I spend (waste) a lot of time thinking about sliding doors scenarios, which is something I think I’ve said on here before but can’t confirm as I have no means of searching past weeks’ newsletters as they are all unsaved Word files open on my desktop (this particular missive is entitled ‘Document 10’). But one of the scenarios that preoccupies me the most is: Who would I be if my mum hadn’t died?
It’s a dead-end (heh) question, as are all sliding doors scenarios. Does 24 still count as a formative age, where you’re influenced by your parents? Is 24 technically grown up? It didn’t feel grown up at the time, but then again, neither does 30. And I don’t feel like I need parental input at 30, but is that just because there’s none to be had?
There are a lot of things I maybe wouldn’t have done if she was still here, or if she’d been here for longer. I wouldn’t have done a masters in Creative Writing, where I wouldn’t have got the idea to go to New York, where I wouldn’t have moved, where I wouldn’t have got married… etc. As a general rule I think I wouldn’t have done as many stupid things. I have a wonderful support system of aunts and sister and friends, but none of them are quite as blunt as my mum was when I presented her with some madcap scheme. Which could maybe be considered a good thing?

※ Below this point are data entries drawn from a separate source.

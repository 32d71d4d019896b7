// ─────────────────────────────────────────────────────────────────────
// SCPN Balance Sim — Constants
// © 1998–2026 Miroslav Šotek. All rights reserved.
// Contact: www.anulum.li | protoscience@anulum.li
// ORCID: https://orcid.org/0009-0009-3560-0851
// License: GNU AGPL v3 | Commercial licensing available
// ─────────────────────────────────────────────────────────────────────
/// Dimension of the robot state `[x, ẋ, θ, θ̇]`.
pub const STATE_DIM: usize = 4;

/// Number of control inputs (wheel torque).
pub const INPUT_DIM: usize = 1;

/// Standard gravity (m/s²)
pub const GRAVITY: f64 = 9.81;

/// Pendulum body mass (kg)
pub const BODY_MASS: f64 = 2.0;

/// Wheel mass (kg)
pub const WHEEL_MASS: f64 = 0.2;

/// Pivot-to-body length (m)
pub const PENDULUM_LENGTH: f64 = 0.3;

/// Wheel moment of inertia (kg·m²)
pub const WHEEL_INERTIA: f64 = 0.002;

/// Wheel radius (m)
pub const WHEEL_RADIUS: f64 = 0.05;

/// Rated motor torque (N·m). u_max = RATED_TORQUE / wheel radius.
pub const RATED_TORQUE: f64 = 1.765;

/// Motor time constant J/B (s)
pub const MOTOR_TAU: f64 = 0.02;

/// LQR state weights for [x, ẋ, θ, θ̇].
pub const Q_DIAG: [f64; STATE_DIM] = [10.0, 1.0, 100.0, 1.0];

/// LQR control-effort weight.
pub const R_WEIGHT: f64 = 0.01;

/// IMU tilt noise standard deviation (deg). MPU6050-class sensor.
pub const TILT_NOISE_STD_DEG: f64 = 0.1;

/// Low-pass smoothing factor applied to the noisy tilt reading.
pub const TILT_LPF_ALPHA: f64 = 0.1;

/// Initial tilt for the balancing scenarios (deg)
pub const INITIAL_TILT_DEG: f64 = 10.0;

/// Initial tilt rate for the balancing scenarios (rad/s)
pub const INITIAL_TILT_RATE: f64 = 0.2;
// ─────────────────────────────────────────────────────────────────────
// SCPN Balance Sim — Simulation
// © 1998–2026 Miroslav Šotek. All rights reserved.
// Contact: www.anulum.li | protoscience@anulum.li
// ORCID: https://orcid.org/0009-0009-3560-0851
// License: GNU AGPL v3 | Commercial licensing available
// ─────────────────────────────────────────────────────────────────────
//! Fixed-step closed-loop simulation.
//!
//! Per step: disturbance, sensor, `u = −K·x̂`, saturation, actuator lag,
//! dynamics, record the state *before* integration, then forward Euler.
//! Non-finite states are not caught here; inspect the returned trace with
//! [`SimulationTrace::first_non_finite`].

use crate::actuator::ActuatorLag;
use crate::sensor::SensorFilter;
use balance_types::config::SensorConfig;
use balance_types::error::{BalanceError, BalanceResult};
use balance_types::state::{GainMatrix, SimulationTrace, StateSpaceModel, StateVector};
use rand::Rng;
use tracing::debug;

/// Guards `runtime/dt` against representation error (10/0.001 → 9999.999…).
const STEP_EPS: f64 = 1e-9;

/// Longest run accepted; the trace keeps five samples per step.
pub const MAX_STEPS: usize = 50_000_000;

/// Per-run settings.
#[derive(Debug, Clone, Copy, PartialEq)]
pub struct SimulationConfig {
    /// Saturation bound on the commanded force [N].
    pub u_max: f64,
    /// Actuator time constant [s].
    pub tau: f64,
    pub dt: f64,
    pub runtime: f64,
    pub sensor: SensorConfig,
}

impl SimulationConfig {
    pub fn validate(&self) -> BalanceResult<()> {
        if !self.u_max.is_finite() || self.u_max <= 0.0 {
            return Err(BalanceError::ConfigError(format!(
                "u_max must be finite and > 0, got {}",
                self.u_max
            )));
        }
        if !self.tau.is_finite() || self.tau < 0.0 {
            return Err(BalanceError::ConfigError(format!(
                "tau must be finite and >= 0, got {}",
                self.tau
            )));
        }
        if !self.dt.is_finite() || self.dt <= 0.0 {
            return Err(BalanceError::ConfigError(format!(
                "dt must be finite and > 0, got {}",
                self.dt
            )));
        }
        if !self.runtime.is_finite() || self.runtime < 0.0 {
            return Err(BalanceError::ConfigError(format!(
                "runtime must be finite and >= 0, got {}",
                self.runtime
            )));
        }
        let ratio = self.runtime / self.dt;
        if !ratio.is_finite() || ratio >= MAX_STEPS as f64 {
            return Err(BalanceError::ConfigError(format!(
                "runtime/dt = {ratio:e} exceeds {MAX_STEPS} steps"
            )));
        }
        Ok(())
    }

    /// Number of integration steps, `⌊runtime/dt⌋`.
    pub fn step_count(&self) -> usize {
        (self.runtime / self.dt + STEP_EPS).floor() as usize
    }
}

/// External force `d(t)` entering through `E`.
pub trait Disturbance {
    fn at(&self, t: f64) -> f64;
}

impl<F: Fn(f64) -> f64> Disturbance for F {
    fn at(&self, t: f64) -> f64 {
        self(t)
    }
}

/// Rectangular pulse of `magnitude` on `[start, start + duration)`.
#[derive(Debug, Clone, Copy, PartialEq)]
pub struct ImpulseDisturbance {
    pub start: f64,
    pub duration: f64,
    pub magnitude: f64,
}

impl ImpulseDisturbance {
    pub fn new(start: f64, duration: f64, magnitude: f64) -> Self {
        ImpulseDisturbance {
            start,
            duration,
            magnitude,
        }
    }

    pub fn is_active(&self, t: f64) -> bool {
        t >= self.start && t < self.start + self.duration
    }
}

impl Disturbance for ImpulseDisturbance {
    fn at(&self, t: f64) -> f64 {
        if self.is_active(t) {
            self.magnitude
        } else {
            0.0
        }
    }
}

/// Run one simulation with the sensor built from `config.sensor`.
pub fn run_simulation(
    model: &StateSpaceModel,
    gain: &GainMatrix,
    config: &SimulationConfig,
    x0: StateVector,
    disturbance: Option<&dyn Disturbance>,
) -> BalanceResult<SimulationTrace> {
    let sensor = SensorFilter::from_config(&config.sensor)?;
    run_with_sensor(model, gain, config, x0, disturbance, sensor)
}

/// Run one simulation with an explicitly supplied sensor.
///
/// The sensor and a fresh actuator are consumed by this run only.
pub fn run_with_sensor<R: Rng>(
    model: &StateSpaceModel,
    gain: &GainMatrix,
    config: &SimulationConfig,
    x0: StateVector,
    disturbance: Option<&dyn Disturbance>,
    mut sensor: SensorFilter<R>,
) -> BalanceResult<SimulationTrace> {
    config.validate()?;
    let mut actuator = ActuatorLag::new(config.tau)?;
    let steps = config.step_count();
    let mut trace = SimulationTrace::with_capacity(steps);
    let mut x = x0;
    let mut saturated_steps = 0usize;

    for i in 0..steps {
        let t = i as f64 * config.dt;
        let d = disturbance.map_or(0.0, |f| f.at(t));
        let x_sensed = sensor.process(&x);
        let u_raw = gain.feedback(&x_sensed);
        let u_cmd = u_raw.clamp(-config.u_max, config.u_max);
        if u_cmd != u_raw {
            saturated_steps += 1;
        }
        let u_actual = actuator.step(u_cmd, config.dt);
        let x_dot = model.derivative(&x, u_actual, d);
        trace.push(t, &x);
        x = x.euler_step(&x_dot, config.dt);
    }

    debug!(
        steps,
        saturated_steps,
        final_tilt = ?trace.final_state().map(|s| s.tilt()),
        peak_tilt = trace.peak_abs_angle(),
        "simulation finished"
    );
    Ok(trace)
}

#[cfg(test)]
mod tests {
    use super::*;
    use crate::model::build_state_space;
    use balance_types::params::PhysicalParameters;

    fn config(runtime: f64, dt: f64) -> SimulationConfig {
        SimulationConfig {
            u_max: 35.3,
            tau: 0.02,
            dt,
            runtime,
            sensor: SensorConfig::ideal(),
        }
    }

    fn default_model() -> StateSpaceModel {
        build_state_space(&PhysicalParameters::default()).unwrap()
    }

    #[test]
    fn test_step_count_floor() {
        assert_eq!(config(10.0, 0.001).step_count(), 10_000);
        assert_eq!(config(0.35, 0.1).step_count(), 3);
        assert_eq!(config(0.0, 0.1).step_count(), 0);
    }

    #[test]
    fn test_records_pre_integration_state() {
        let model = default_model();
        let gain = GainMatrix::from_row([0.0; 4]);
        let x0 = StateVector::new(0.0, 1.0, 0.0, 0.0);
        let trace = run_simulation(&model, &gain, &config(0.003, 0.001), x0, None).unwrap();
        assert_eq!(trace.len(), 3);
        assert_eq!(trace.state_at(0), Some(x0));
        assert_eq!(trace.time()[0], 0.0);
        // Free cart coasting: x advances by v·dt each step
        assert!((trace.position()[1] - 0.001).abs() < 1e-15);
        assert!((trace.time()[2] - 0.002).abs() < 1e-15);
    }

    #[test]
    fn test_zero_state_stays_zero_without_disturbance() {
        let model = default_model();
        let gain = GainMatrix::from_row([-31.6, -34.3, -196.3, -32.1]);
        let trace =
            run_simulation(&model, &gain, &config(1.0, 0.001), StateVector::zeros(), None).unwrap();
        assert!(trace.angle().iter().all(|&a| a == 0.0));
    }

    #[test]
    fn test_saturation_bounds_force() {
        // Huge gain with no lag: the force must still stay within u_max.
        let model = default_model();
        let gain = GainMatrix::from_row([0.0, 0.0, -1e6, 0.0]);
        let mut cfg = config(0.002, 0.001);
        cfg.tau = 0.0;
        let x0 = StateVector::new(0.0, 0.0, 0.1, 0.0);
        let trace = run_simulation(&model, &gain, &cfg, x0, None).unwrap();
        // ẋ after one step = A·x + B·u_max
        let b1 = model.b()[[1, 0]];
        let expected_v = (model.a()[[1, 2]] * 0.1 + b1 * 35.3) * 0.001;
        assert!((trace.velocity()[1] - expected_v).abs() < 1e-12);
    }

    #[test]
    fn test_impulse_window_half_open() {
        let pulse = ImpulseDisturbance::new(5.0, 0.1, 10.0);
        assert_eq!(pulse.at(4.999), 0.0);
        assert_eq!(pulse.at(5.0), 10.0);
        assert_eq!(pulse.at(5.05), 10.0);
        assert_eq!(pulse.at(5.1), 0.0);
    }

    #[test]
    fn test_closure_disturbance() {
        let model = default_model();
        let gain = GainMatrix::from_row([0.0; 4]);
        let push: &dyn Disturbance = &|t: f64| if t < 0.001 { 1.0 } else { 0.0 };
        let trace =
            run_simulation(&model, &gain, &config(0.002, 0.001), StateVector::zeros(), Some(push))
                .unwrap();
        assert!(trace.velocity()[1] > 0.0);
    }

    #[test]
    fn test_nan_propagates() {
        let model = default_model();
        let gain = GainMatrix::from_row([0.0; 4]);
        let x0 = StateVector::new(0.0, 0.0, f64::NAN, 0.0);
        let trace = run_simulation(&model, &gain, &config(0.01, 0.001), x0, None).unwrap();
        assert_eq!(trace.len(), 10);
        assert_eq!(trace.first_non_finite(), Some(0));
        assert!(trace.angle().iter().all(|a| a.is_nan()));
    }

    #[test]
    fn test_invalid_config_rejected() {
        let model = default_model();
        let gain = GainMatrix::from_row([0.0; 4]);
        let mut cfg = config(1.0, 0.001);
        cfg.u_max = 0.0;
        assert!(run_simulation(&model, &gain, &cfg, StateVector::zeros(), None).is_err());
        let mut cfg = config(1.0, 0.001);
        cfg.dt = -1.0;
        assert!(run_simulation(&model, &gain, &cfg, StateVector::zeros(), None).is_err());
    }

    #[test]
    fn test_oversized_run_rejected() {
        let model = default_model();
        let gain = GainMatrix::from_row([0.0; 4]);
        let cfg = config(1e10, 1e-300);
        assert!(matches!(cfg.validate(), Err(BalanceError::ConfigError(_))));
        assert!(run_simulation(&model, &gain, &cfg, StateVector::zeros(), None).is_err());
        assert!(config(MAX_STEPS as f64, 1.0).validate().is_err());
        assert!(config(10.0, 0.001).validate().is_ok());
    }
}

I don’t believe in regrets and don’t have any, but her input into some of my less-thought-out decisions would probably have given me pause. But at the same time, I don’t think I’ve done anything she wouldn’t have been proud of, although I’ve done many things that would have made her roll her eyes (things she rolled her eyes at while she was alive include my first tattoo and my tearful wish, in her last hours with us, that we hadn’t argued so much). But as most traumatic events do, her death made me grow up pretty fast, and become independent even faster. Which despite what it took to make that happen, I can’t help but see as a good thing. If she hadn’t died, would I still be that scared little bitch with a highly unrealistic five-year-plan who sat around and waited for it to happen?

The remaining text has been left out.